My husband likes J K Rowling. Not the books, he just has a thing for blonde billionaires.
Just read Queen guitar-player Brian May collects star wars memorabilia... So that’s TWO good reasons to hate him.
Confusion: I read Ernest Hemingway and wanted to become a writer. Then I read Dan Brown and I wanted to burn down EVERY library in Britain.
People are strange... Last night I saw a man f*cking a dog on You-Tube. Sorry did I say 'You-Tube'? I meant to say 'the London tube'.

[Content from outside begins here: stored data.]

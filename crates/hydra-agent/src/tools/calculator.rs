//! Tool: calculator — a restricted arithmetic grammar, not `eval`.
//!
//! Parses a small recursive-descent grammar that can only ever express
//! arithmetic plus a fixed set of named functions/constants. A denylist
//! substring check runs first anyway, even though the grammar itself cannot
//! express `import`/`exec`/etc.

use async_trait::async_trait;
use once_cell::sync::Lazy;
use serde_json::Value;

use crate::tool::{ParamType, Tool, ToolParameter, ToolResult};

const DENYLIST: &[&str] = &["__", "import", "exec", "eval", "open"];

static PARAMS: Lazy<Vec<ToolParameter>> = Lazy::new(|| {
    vec![ToolParameter::new(
        "expression",
        ParamType::String,
        "Mathematical expression to evaluate (e.g. '2 * 3 + 4', 'sqrt(16)', 'pow(2, 10)')",
        true,
    )]
});

pub struct CalculatorTool;

#[async_trait]
impl Tool for CalculatorTool {
    fn name(&self) -> &str {
        "calculator"
    }

    fn description(&self) -> &str {
        "Evaluate a mathematical expression. Supports arithmetic, sqrt, sin, cos, log, pow, pi, e."
    }

    fn parameters(&self) -> &[ToolParameter] {
        &PARAMS
    }

    async fn execute(&self, args: Value) -> ToolResult {
        let expr = match args.get("expression").and_then(|v| v.as_str()) {
            Some(e) => e,
            None => return ToolResult::error("missing required parameter: expression"),
        };

        if DENYLIST.iter().any(|bad| expr.contains(bad)) {
            return ToolResult::error("invalid expression");
        }

        match evaluate(expr) {
            Ok(value) => ToolResult::ok(serde_json::json!(value)),
            Err(e) => ToolResult::error(format!("calculation error: {e}")),
        }
    }
}

/// Parse and evaluate `expr` against the grammar:
///
/// ```text
/// expr   := term (('+' | '-') term)*
/// term   := factor (('*' | '/') factor)*
/// factor := power ('^' factor)?      -- right-associative
/// power  := '-' power | atom
/// atom   := number | const | func '(' expr (',' expr)* ')' | '(' expr ')'
/// ```
fn evaluate(expr: &str) -> Result<f64, String> {
    let mut parser = Parser { tokens: tokenize(expr)?, pos: 0 };
    let value = parser.parse_expr()?;
    if parser.pos != parser.tokens.len() {
        return Err("unexpected trailing input".to_string());
    }
    Ok(value)
}

#[derive(Debug, Clone, PartialEq)]
enum Token {
    Number(f64),
    Ident(String),
    Plus,
    Minus,
    Star,
    Slash,
    Caret,
    LParen,
    RParen,
    Comma,
}

fn tokenize(expr: &str) -> Result<Vec<Token>, String> {
    let mut tokens = Vec::new();
    let chars: Vec<char> = expr.chars().collect();
    let mut i = 0;

    while i < chars.len() {
        let c = chars[i];
        if c.is_whitespace() {
            i += 1;
            continue;
        }
        match c {
            '+' => { tokens.push(Token::Plus); i += 1; }
            '-' => { tokens.push(Token::Minus); i += 1; }
            '*' => { tokens.push(Token::Star); i += 1; }
            '/' => { tokens.push(Token::Slash); i += 1; }
            '^' => { tokens.push(Token::Caret); i += 1; }
            '(' => { tokens.push(Token::LParen); i += 1; }
            ')' => { tokens.push(Token::RParen); i += 1; }
            ',' => { tokens.push(Token::Comma); i += 1; }
            c if c.is_ascii_digit() || c == '.' => {
                let start = i;
                while i < chars.len() && (chars[i].is_ascii_digit() || chars[i] == '.') {
                    i += 1;
                }
                let text: String = chars[start..i].iter().collect();
                let n = text.parse::<f64>().map_err(|_| format!("bad number: {text}"))?;
                tokens.push(Token::Number(n));
            }
            c if c.is_ascii_alphabetic() => {
                let start = i;
                while i < chars.len() && chars[i].is_ascii_alphanumeric() {
                    i += 1;
                }
                tokens.push(Token::Ident(chars[start..i].iter().collect()));
            }
            other => return Err(format!("unexpected character: {other}")),
        }
    }
    Ok(tokens)
}

struct Parser {
    tokens: Vec<Token>,
    pos: usize,
}

impl Parser {
    fn peek(&self) -> Option<&Token> {
        self.tokens.get(self.pos)
    }

    fn advance(&mut self) -> Option<Token> {
        let t = self.tokens.get(self.pos).cloned();
        self.pos += 1;
        t
    }

    fn parse_expr(&mut self) -> Result<f64, String> {
        let mut value = self.parse_term()?;
        loop {
            match self.peek() {
                Some(Token::Plus) => { self.advance(); value += self.parse_term()?; }
                Some(Token::Minus) => { self.advance(); value -= self.parse_term()?; }
                _ => break,
            }
        }
        Ok(value)
    }

    fn parse_term(&mut self) -> Result<f64, String> {
        let mut value = self.parse_factor()?;
        loop {
            match self.peek() {
                Some(Token::Star) => { self.advance(); value *= self.parse_factor()?; }
                Some(Token::Slash) => {
                    self.advance();
                    let rhs = self.parse_factor()?;
                    if rhs == 0.0 {
                        return Err("division by zero".to_string());
                    }
                    value /= rhs;
                }
                _ => break,
            }
        }
        Ok(value)
    }

    fn parse_factor(&mut self) -> Result<f64, String> {
        let base = self.parse_unary()?;
        if matches!(self.peek(), Some(Token::Caret)) {
            self.advance();
            let exp = self.parse_factor()?; // right-associative
            return Ok(base.powf(exp));
        }
        Ok(base)
    }

    fn parse_unary(&mut self) -> Result<f64, String> {
        if matches!(self.peek(), Some(Token::Minus)) {
            self.advance();
            return Ok(-self.parse_unary()?);
        }
        self.parse_atom()
    }

    fn parse_atom(&mut self) -> Result<f64, String> {
        match self.advance() {
            Some(Token::Number(n)) => Ok(n),
            Some(Token::LParen) => {
                let value = self.parse_expr()?;
                match self.advance() {
                    Some(Token::RParen) => Ok(value),
                    _ => Err("expected ')'".to_string()),
                }
            }
            Some(Token::Ident(name)) => self.parse_ident(&name),
            other => Err(format!("unexpected token: {other:?}")),
        }
    }

    fn parse_ident(&mut self, name: &str) -> Result<f64, String> {
        match name {
            "pi" => return Ok(std::f64::consts::PI),
            "e" => return Ok(std::f64::consts::E),
            _ => {}
        }

        if !matches!(self.peek(), Some(Token::LParen)) {
            return Err(format!("unknown identifier: {name}"));
        }
        self.advance(); // consume '('

        let mut args = vec![self.parse_expr()?];
        while matches!(self.peek(), Some(Token::Comma)) {
            self.advance();
            args.push(self.parse_expr()?);
        }
        match self.advance() {
            Some(Token::RParen) => {}
            _ => return Err("expected ')'".to_string()),
        }

        match (name, args.as_slice()) {
            ("sqrt", [x]) => Ok(x.sqrt()),
            ("sin", [x]) => Ok(x.sin()),
            ("cos", [x]) => Ok(x.cos()),
            ("log", [x]) => Ok(x.ln()),
            ("log", [x, base]) => Ok(x.log(*base)),
            ("pow", [base, exp]) => Ok(base.powf(*exp)),
            (name, _) => Err(format!("unknown function or wrong arity: {name}")),
        }
    }
}

#[cfg(test)]
mod tests {
    use super::*;

    #[test]
    fn basic_arithmetic() {
        assert_eq!(evaluate("2 + 3 * 4").unwrap(), 14.0);
        assert_eq!(evaluate("(2 + 3) * 4").unwrap(), 20.0);
    }

    #[test]
    fn power_is_right_associative() {
        assert_eq!(evaluate("2 ^ 3 ^ 2").unwrap(), 512.0);
    }

    #[test]
    fn named_functions_and_constants() {
        assert_eq!(evaluate("sqrt(16)").unwrap(), 4.0);
        assert_eq!(evaluate("pow(2, 10)").unwrap(), 1024.0);
        assert!((evaluate("pi").unwrap() - std::f64::consts::PI).abs() < 1e-9);
    }

    #[test]
    fn division_by_zero_is_rejected() {
        assert!(evaluate("1 / 0").is_err());
    }

    #[tokio::test]
    async fn denylisted_substrings_are_rejected_before_parsing() {
        let result = CalculatorTool.execute(serde_json::json!({"expression": "__import__('os')"})).await;
        assert!(!result.success);
        assert_eq!(result.error.unwrap(), "invalid expression");
    }

    #[tokio::test]
    async fn valid_expression_round_trips_through_the_tool() {
        let result = CalculatorTool.execute(serde_json::json!({"expression": "1 + 1"})).await;
        assert!(result.success);
        assert_eq!(result.output, serde_json::json!(2.0));
    }
}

My father’s just bought one of those combination fax-machine-shredders ... please feel free to write your own punchline.
Like mixing your perfumes? I'm wearing a dash of Katie Price and a smidgen of Victoria Beckham... I smell like a cheap whore who can’t sing.
I'm trying to wean my grandmother off her pain tablets. It's not that they're bad for her, but I can sell them to some kids on my street.
I like wine. All kinds of wine. I'm not what you'd call a connoisseur, more a borderline alcoholic.
An apple a day keeps the doctor away... but it might have more to do with the chronic underfunding of the NHS.
Worst excuses men use to break up: 1) Sorry but I can’t commit, 2) Sorry but I need more space, 3) Sorry but I’m f*cking your sister.
Tip: Holiday Inn pillows do NOT fit into Travelodge pillowcases. So, if you're going to steal - steal wisely.
When Granny died we sold her house & split the money. First thing I did was buy a garden shed - well my Granddad had to sleep somewhere!
I love that bit right at the end of ‘Bohemian Rhapsody’ by Queen when they all stop and the record’s finished and something else comes on.
I think my husband has a secret fetish for older women. Yesterday I found a blow up doll in his cupboard… with not quite enough air in it.
Today I ended up waiting 6 hours for the gasman. In the end I just thought ‘Oh, to hell with it’ and put my clothes back on.
...and the Pope turned to the Bishop and said, “It must have been an immaculate conception ... she’s so ugly - nobody would have f*cked her”
X-Factor: if they keep letting these people win – there’ll be nobody left to work in Superdrug.
Last show tonight! My soundman Jerry is bringing his guitar and singing 'Cruel To Be Kind' at the end of the show. Come watch, laugh & sing.
Apparently Rohypnol obliterates your short-term memory. So remember and take a bottle with you if you go to the Aberdeen v Kilmarnock game.
My husband bought a new razor that has 4 blades for a closer shave. So now he has 4 big cuts on his face instead of 1.
Tonight I recommend: Jo Caulfield at The Stand Comedy Club, then Jo Caulfield at Lord Bodos bar, then Jo Caulfield stumbling home.
My breasts are a bit tender because I had them examined by a doctor. Well, he said he was a doctor but the lift was so crowded who can tell?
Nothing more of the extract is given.